On September 24, 2017, Matthews scored a 55-yard touchdown during the Titans' 33–27 victory against the Seattle Seahawks. On November 16, he scored a 75-yard touchdown as the Titans lost to the Pittsburgh Steelers by a score of 40–17. Overall, he finished the 2017 season with 53 receptions for 795 yards and four touchdowns.

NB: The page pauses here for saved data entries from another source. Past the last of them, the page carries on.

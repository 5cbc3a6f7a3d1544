//! Print the detection query for embedding in application transactions

use automig_store::migration_check_query;

use super::{load_catalog, load_config, CommandResult, GlobalArgs};

pub fn execute(global: &GlobalArgs) -> CommandResult {
    let config = load_config(global)?;
    let catalog = load_catalog(global)?;

    println!("{}", migration_check_query(&catalog, &config.ledger_table));
    Ok(())
}
//! Structured logging facility for automig
//!
//! This module provides a canonical logging facility with:
//! - Single initialization point via `init(profile)`
//! - Structured logging macros (`log_op_start!`, `log_op_end!`, `log_op_error!`)
//! - Test capture mode for deterministic assertions
//!
//! # Usage
//!
//! ```rust
//! use automig_core::logging_facility::{init, Profile};
//!
//! // Initialize once at application startup
//! init(Profile::Development);
//! ```
//!
//! # Logging Macros
//!
//! - `log_op_start!(op, ...)` - Log operation start
//! - `log_op_end!(op, duration_ms = ...)` - Log operation end
//! - `log_op_error!(op, err, duration_ms = ...)` - Log operation error

pub mod init;
pub mod macros;
pub mod test_capture;

pub use init::{init, Profile};
pub use test_capture::{init_test_capture, CapturedEvent, TestCapture};
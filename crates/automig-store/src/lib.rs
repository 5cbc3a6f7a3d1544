//! automig Store - PostgreSQL binding for the migration engine
//!
//! Provides:
//! - Connection pool setup
//! - The session-scoped advisory lock guarding ledger bootstrap
//! - Ledger DDL, legacy import and the apply transaction
//! - The `MIGRATION_NEEDED` detection query for caller transactions

pub mod check_query;
pub mod db;
pub mod errors;
pub mod ledger;
pub mod lock;
pub mod sql;

use std::sync::Arc;

use automig_core::{Catalog, Migrator, MigratorConfig};
use sqlx::PgPool;

pub use check_query::migration_check_query;
pub use errors::Result;
pub use ledger::PgLedger;
pub use lock::{with_ledger_lock, LedgerLock};

/// Migrator bound to a PostgreSQL ledger
pub type PgMigrator = Migrator<PgLedger>;

/// Build a migrator for `catalog` on `pool`
pub fn pg_migrator(pool: PgPool, catalog: Arc<Catalog>, config: &MigratorConfig) -> PgMigrator {
    Migrator::new(PgLedger::new(pool, config), catalog, config.retry)
}
//! Logging initialization module
//!
//! Provides a single initialization point for the logging facility.

use std::str::FromStr;
use std::sync::Once;
use tracing_subscriber::{util::SubscriberInitExt, EnvFilter};

use crate::errors::{ExError, ExErrorKind};

/// Logging profile configuration
#[derive(Debug, Clone, Copy, PartialEq, Eq)]
pub enum Profile {
    /// Human-readable output for development
    Development,
    /// JSON structured output for production
    Production,
    /// Test capture mode for deterministic testing
    Test,
}

impl FromStr for Profile {
    type Err = ExError;

    /// Parse the CLI spelling of a profile (`human` or `json`)
    fn from_str(s: &str) -> Result<Self, Self::Err> {
        match s {
            "human" | "development" => Ok(Profile::Development),
            "json" | "production" => Ok(Profile::Production),
            "test" => Ok(Profile::Test),
            other => Err(ExError::new(ExErrorKind::Config)
                .with_op("parse_log_profile")
                .with_message(format!(
                    "unknown log format '{}', expected 'human' or 'json'",
                    other
                ))),
        }
    }
}

static INIT_ONCE: Once = Once::new();

/// Initialize the logging facility
///
/// This function should be called once at application startup.
/// It sets up the tracing subscriber based on the selected profile.
///
/// # Profiles
///
/// - **Development**: Human-readable logs with debug level
/// - **Production**: JSON structured logs with info level
/// - **Test**: Capture mode for test assertions
///
/// `RUST_LOG` overrides the default filter in every profile.
///
/// # Example
///
/// ```
/// use automig_core::logging_facility::{init, Profile};
///
/// init(Profile::Development);
/// ```
pub fn init(profile: Profile) {
    INIT_ONCE.call_once(|| match profile {
        Profile::Development => {
            tracing_subscriber::fmt()
                .with_env_filter(
                    EnvFilter::try_from_default_env()
                        .unwrap_or_else(|_| EnvFilter::new("automig=debug")),
                )
                .with_writer(std::io::stderr)
                .init();
        }
        Profile::Production => {
            tracing_subscriber::fmt()
                .json()
                .with_env_filter(
                    EnvFilter::try_from_default_env()
                        .unwrap_or_else(|_| EnvFilter::new("automig=info")),
                )
                .with_writer(std::io::stderr)
                .init();
        }
        Profile::Test => {
            // Test capture is initialized separately via init_test_capture()
            tracing_subscriber::registry().init();
        }
    });
}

On August 21, 2018, Matthews signed a one-year contract extension with the Titans through the 2019 season. However, on September 26, he requested his release from the Titans, citing a lack of playing time and targets. The team granted his request the next day and released him. Matthews finished with his time with the Titans with a total of 121 receptions for 1,751 yards and 13 touchdowns.

===New York Jets===
On October 23, 2018, Matthews signed with the New York Jets. He played in five games recording just two catches for 13 yards before being placed on injured reserve on December 18.

===New Orleans Saints===
On June 13, 2019, Matthews signed with the New Orleans Saints. On August 10, he was released after leaving camp.

===Retirement===
On August 12, 2019, Matthews announced his retirement from the NFL.

==NFL career statistics==
===Regular season===

| Year | Team | Games |  | Receiving |  |  |  |  | Rushing |  |  |  |  | Fumbles |  |
| GP | GS | Rec | Yds | Avg | Lng | TD | Att | Yds | Avg | Lng | TD | Fum | Lost |
| 2012 | MIA | 8 | 1 | 11 | 151 | 13.7 | 30 | 0 | — | — | — | — | — | 0 | 0 |
| 2013 | MIA | 16 | 5 | 41 | 448 | 10.9 | 29 | 2 | — | — | — | — | — | 0 | 0 |
| 2014 | MIA | 14 | 0 | 12 | 135 | 11.3 | 23 | 2 | 1 | 3 | 3.0 | 3 | 0 | 1 | 0 |
| 2015 | MIA | 11 | 11 | 43 | 662 | 15.4 | 53T | 4 | 1 | 4 | 4.0 | 4 | 0 | 0 | 0 |
| 2016 | TEN | 16 | 9 | 65 | 945 | 14.5 | 60 | 9 | — | — | — | — | — | 1 | 1 |
| 2017 | TEN | 14 | 11 | 53 | 795 | 15.0 | 75T | 4 | 1 | -3 | -3.0 | -3 | 0 | 0 | 0 |
| 2018 | TEN | 3 | 0 | 3 | 11 | 3.3 | 4 | 0 | — | — | — | — | — | 0 | 0 |
| NYJ | 5 | 0 | 2 | 13 | 6.5 | 7 | 0 | — | — | — | — | — | 0 | 0 |
| Career |  | 87 | 38 | 230 | 3,160 | 13.8 | 75T | 21 | 3 | 4 | 1.3 | 4 | 0 | 2 | 1 |

===Postseason===

| Year | Team | Games |  | Receiving |  |  |  |  | Rushing |  |  |  |  | Fumbles |  |
| GP | GS | Rec | Yds | Avg | Lng | TD | Att | Yds | Avg | Lng | TD | Fum | Lost |
| 2017 | TEN | 2 | 2 | 4 | 42 | 10.5 | 15 | 0 | — | — | — | — | — | 0 | 0 |
| Career |  | 2 | 2 | 4 | 42 | 10.5 | 15 | 0 | 0 | 0 | 0.0 | 0 | 0 | 0 | 0 |

==Personal life==
Matthews' father, Andre, and half-brother, Christopher Ruiz, served in the Marines. Ruiz was killed in a plane crash in 2015 while working as a private defense contractor in Afghanistan.